▶ REQUIRED WORK: Your answer must be the lines of the entries below, exactly as written, from the first line through the line containing "Per-node topic names.".
━━ ENTRIES PROVIDED
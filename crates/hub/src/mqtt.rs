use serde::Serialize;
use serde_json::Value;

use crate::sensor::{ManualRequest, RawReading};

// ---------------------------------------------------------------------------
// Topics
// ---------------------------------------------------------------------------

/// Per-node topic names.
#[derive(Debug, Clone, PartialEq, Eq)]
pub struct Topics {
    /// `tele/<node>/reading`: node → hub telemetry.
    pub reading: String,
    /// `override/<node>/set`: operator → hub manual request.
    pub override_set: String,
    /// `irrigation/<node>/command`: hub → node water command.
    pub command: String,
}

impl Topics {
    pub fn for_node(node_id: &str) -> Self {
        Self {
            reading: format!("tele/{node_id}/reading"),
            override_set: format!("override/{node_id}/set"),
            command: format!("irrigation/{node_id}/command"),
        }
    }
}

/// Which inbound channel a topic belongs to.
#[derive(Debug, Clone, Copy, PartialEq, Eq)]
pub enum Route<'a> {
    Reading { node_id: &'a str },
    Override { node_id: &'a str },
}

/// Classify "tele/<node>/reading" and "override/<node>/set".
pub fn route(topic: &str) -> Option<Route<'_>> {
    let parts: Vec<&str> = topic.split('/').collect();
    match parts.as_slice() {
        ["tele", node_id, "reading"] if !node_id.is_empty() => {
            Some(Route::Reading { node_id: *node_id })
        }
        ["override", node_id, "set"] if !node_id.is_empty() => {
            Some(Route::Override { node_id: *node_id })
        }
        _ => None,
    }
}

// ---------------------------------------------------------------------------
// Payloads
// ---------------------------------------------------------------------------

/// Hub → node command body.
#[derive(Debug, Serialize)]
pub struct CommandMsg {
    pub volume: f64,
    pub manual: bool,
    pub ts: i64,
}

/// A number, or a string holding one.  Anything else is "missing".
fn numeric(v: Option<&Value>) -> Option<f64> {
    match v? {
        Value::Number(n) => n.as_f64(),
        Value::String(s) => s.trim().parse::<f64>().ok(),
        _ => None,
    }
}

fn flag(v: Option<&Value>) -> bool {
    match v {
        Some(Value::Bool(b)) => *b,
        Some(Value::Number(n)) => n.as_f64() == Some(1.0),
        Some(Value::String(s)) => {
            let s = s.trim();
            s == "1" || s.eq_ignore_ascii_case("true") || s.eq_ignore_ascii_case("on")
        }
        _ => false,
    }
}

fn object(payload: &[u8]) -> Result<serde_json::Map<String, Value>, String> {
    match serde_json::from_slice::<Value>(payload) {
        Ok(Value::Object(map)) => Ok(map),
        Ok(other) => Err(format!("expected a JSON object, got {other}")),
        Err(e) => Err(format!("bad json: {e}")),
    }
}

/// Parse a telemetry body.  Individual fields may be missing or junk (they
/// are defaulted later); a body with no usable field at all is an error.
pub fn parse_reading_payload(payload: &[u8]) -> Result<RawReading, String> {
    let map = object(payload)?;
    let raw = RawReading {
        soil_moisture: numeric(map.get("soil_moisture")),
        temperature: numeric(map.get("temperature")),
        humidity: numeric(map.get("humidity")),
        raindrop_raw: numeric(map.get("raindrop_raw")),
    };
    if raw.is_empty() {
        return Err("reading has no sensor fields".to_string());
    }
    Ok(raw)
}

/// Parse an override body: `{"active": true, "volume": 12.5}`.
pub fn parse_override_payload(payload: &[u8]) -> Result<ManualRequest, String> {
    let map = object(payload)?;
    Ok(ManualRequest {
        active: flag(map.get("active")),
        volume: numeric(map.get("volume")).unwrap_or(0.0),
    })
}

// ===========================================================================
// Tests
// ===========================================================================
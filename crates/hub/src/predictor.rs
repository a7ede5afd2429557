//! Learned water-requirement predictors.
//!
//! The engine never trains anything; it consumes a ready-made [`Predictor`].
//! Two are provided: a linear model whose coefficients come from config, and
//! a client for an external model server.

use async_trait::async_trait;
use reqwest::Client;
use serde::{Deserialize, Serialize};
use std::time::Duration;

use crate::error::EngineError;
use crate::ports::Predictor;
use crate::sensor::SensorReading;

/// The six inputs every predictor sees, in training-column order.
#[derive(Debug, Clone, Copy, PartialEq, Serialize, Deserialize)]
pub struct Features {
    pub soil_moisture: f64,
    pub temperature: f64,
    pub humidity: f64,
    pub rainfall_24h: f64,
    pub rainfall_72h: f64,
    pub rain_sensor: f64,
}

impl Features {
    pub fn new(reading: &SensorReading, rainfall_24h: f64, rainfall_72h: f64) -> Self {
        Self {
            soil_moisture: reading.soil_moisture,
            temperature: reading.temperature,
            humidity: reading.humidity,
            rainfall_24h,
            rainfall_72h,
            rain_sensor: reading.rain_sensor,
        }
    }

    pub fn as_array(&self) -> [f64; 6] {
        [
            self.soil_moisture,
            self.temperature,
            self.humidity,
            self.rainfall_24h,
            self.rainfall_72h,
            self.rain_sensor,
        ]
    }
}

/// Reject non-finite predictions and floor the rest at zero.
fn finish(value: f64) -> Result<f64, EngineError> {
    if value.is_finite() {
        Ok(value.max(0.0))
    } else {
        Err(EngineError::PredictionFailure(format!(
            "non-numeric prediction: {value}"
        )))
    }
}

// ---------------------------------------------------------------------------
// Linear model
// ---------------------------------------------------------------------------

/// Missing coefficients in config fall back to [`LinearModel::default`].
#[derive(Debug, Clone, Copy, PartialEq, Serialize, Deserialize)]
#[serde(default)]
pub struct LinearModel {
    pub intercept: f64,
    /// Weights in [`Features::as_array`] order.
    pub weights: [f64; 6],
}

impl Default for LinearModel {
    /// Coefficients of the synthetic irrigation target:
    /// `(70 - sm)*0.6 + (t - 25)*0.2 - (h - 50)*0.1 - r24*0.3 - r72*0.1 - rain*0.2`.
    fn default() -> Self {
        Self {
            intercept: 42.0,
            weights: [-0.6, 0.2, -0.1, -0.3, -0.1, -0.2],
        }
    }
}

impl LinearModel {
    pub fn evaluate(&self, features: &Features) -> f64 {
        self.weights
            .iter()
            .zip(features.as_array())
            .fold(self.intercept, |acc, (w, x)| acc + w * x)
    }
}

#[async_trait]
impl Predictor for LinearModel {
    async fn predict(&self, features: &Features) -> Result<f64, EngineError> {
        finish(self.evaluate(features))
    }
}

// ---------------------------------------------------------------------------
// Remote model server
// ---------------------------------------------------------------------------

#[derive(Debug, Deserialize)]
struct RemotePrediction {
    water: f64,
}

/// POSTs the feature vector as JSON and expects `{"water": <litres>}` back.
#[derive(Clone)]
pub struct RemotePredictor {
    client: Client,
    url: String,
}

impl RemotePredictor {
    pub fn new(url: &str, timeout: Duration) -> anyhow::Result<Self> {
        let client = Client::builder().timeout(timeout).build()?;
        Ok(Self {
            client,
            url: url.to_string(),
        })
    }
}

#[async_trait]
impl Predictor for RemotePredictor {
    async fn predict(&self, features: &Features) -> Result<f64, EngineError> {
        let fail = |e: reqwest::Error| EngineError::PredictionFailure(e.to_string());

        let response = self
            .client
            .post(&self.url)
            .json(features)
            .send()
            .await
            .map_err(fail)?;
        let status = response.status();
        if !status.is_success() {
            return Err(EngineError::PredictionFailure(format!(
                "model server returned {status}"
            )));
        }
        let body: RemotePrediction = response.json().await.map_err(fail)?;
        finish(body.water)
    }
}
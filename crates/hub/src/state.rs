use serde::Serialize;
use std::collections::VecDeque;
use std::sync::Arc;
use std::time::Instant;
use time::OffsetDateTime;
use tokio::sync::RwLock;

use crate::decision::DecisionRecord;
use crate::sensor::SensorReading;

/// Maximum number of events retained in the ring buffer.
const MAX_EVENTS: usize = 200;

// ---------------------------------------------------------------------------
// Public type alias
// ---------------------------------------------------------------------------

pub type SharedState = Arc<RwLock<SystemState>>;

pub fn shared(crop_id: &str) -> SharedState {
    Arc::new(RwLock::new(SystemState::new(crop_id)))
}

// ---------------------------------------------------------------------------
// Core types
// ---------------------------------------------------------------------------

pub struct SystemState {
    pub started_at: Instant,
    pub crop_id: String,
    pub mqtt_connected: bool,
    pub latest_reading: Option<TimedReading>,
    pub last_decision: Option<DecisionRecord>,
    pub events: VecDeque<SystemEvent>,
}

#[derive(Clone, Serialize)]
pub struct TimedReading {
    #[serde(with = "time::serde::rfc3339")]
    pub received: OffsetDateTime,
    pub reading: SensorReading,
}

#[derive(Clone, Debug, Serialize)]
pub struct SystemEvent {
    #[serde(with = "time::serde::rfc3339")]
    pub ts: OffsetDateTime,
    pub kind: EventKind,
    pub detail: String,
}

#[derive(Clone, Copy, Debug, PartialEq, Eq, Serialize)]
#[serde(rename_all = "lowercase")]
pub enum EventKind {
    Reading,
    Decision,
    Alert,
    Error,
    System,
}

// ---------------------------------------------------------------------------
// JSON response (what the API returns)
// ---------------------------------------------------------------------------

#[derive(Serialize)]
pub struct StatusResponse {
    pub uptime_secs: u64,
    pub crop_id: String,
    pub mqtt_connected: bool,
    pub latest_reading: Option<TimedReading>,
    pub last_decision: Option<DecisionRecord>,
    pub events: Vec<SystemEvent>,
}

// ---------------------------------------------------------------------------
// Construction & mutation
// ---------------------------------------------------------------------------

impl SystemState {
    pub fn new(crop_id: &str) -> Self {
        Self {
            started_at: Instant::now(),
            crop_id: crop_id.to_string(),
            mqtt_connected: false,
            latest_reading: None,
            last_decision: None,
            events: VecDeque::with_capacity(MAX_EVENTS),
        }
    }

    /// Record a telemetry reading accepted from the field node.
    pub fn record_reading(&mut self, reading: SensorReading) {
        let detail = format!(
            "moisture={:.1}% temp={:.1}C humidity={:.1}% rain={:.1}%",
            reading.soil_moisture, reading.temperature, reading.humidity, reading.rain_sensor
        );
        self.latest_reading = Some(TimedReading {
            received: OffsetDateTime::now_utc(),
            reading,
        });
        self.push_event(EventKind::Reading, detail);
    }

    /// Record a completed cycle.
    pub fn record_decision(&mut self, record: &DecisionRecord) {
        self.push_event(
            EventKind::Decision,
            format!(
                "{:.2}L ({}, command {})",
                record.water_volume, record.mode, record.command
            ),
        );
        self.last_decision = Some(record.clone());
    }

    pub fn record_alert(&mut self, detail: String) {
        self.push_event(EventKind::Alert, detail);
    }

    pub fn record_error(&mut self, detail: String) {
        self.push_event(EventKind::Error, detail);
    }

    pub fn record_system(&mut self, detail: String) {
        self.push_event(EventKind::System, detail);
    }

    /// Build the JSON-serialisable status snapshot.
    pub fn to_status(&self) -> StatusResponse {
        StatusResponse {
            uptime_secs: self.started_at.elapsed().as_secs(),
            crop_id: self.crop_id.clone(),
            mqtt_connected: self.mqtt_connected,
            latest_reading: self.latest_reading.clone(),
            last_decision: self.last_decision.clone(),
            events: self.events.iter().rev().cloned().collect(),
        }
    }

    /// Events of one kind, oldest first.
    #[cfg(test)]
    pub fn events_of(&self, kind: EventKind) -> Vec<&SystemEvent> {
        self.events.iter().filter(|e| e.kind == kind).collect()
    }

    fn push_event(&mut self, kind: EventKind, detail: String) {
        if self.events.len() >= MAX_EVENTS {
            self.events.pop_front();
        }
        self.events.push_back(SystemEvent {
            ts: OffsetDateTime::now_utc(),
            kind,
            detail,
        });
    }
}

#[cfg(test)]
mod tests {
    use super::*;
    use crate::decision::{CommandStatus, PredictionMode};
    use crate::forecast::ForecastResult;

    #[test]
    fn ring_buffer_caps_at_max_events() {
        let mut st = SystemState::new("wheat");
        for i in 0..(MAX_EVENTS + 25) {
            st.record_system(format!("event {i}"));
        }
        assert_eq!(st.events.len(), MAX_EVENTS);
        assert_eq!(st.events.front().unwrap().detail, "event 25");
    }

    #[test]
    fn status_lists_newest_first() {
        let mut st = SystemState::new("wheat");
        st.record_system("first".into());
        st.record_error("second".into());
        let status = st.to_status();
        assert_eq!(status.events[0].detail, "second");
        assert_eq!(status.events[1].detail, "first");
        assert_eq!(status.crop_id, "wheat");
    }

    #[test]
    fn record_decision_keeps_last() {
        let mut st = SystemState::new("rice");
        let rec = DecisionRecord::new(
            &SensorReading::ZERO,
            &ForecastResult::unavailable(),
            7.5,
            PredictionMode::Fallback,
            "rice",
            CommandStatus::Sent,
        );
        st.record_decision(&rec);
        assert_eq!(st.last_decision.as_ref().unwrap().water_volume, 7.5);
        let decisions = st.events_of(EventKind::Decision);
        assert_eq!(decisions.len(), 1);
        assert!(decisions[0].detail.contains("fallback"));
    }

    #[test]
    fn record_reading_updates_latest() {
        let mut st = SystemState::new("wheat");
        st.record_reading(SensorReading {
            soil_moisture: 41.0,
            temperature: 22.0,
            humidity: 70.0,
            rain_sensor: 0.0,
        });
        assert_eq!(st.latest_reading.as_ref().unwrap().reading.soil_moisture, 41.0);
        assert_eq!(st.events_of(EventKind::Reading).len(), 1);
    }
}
━━━━
▶ ANSWER SECTION:
filename crates/hub/src/mqtt.rs
use serde::Serialize;
use serde_json::Value;

use crate::sensor::{ManualRequest, RawReading};

// ---------------------------------------------------------------------------
// Topics
// ---------------------------------------------------------------------------

/// Per-node topic names.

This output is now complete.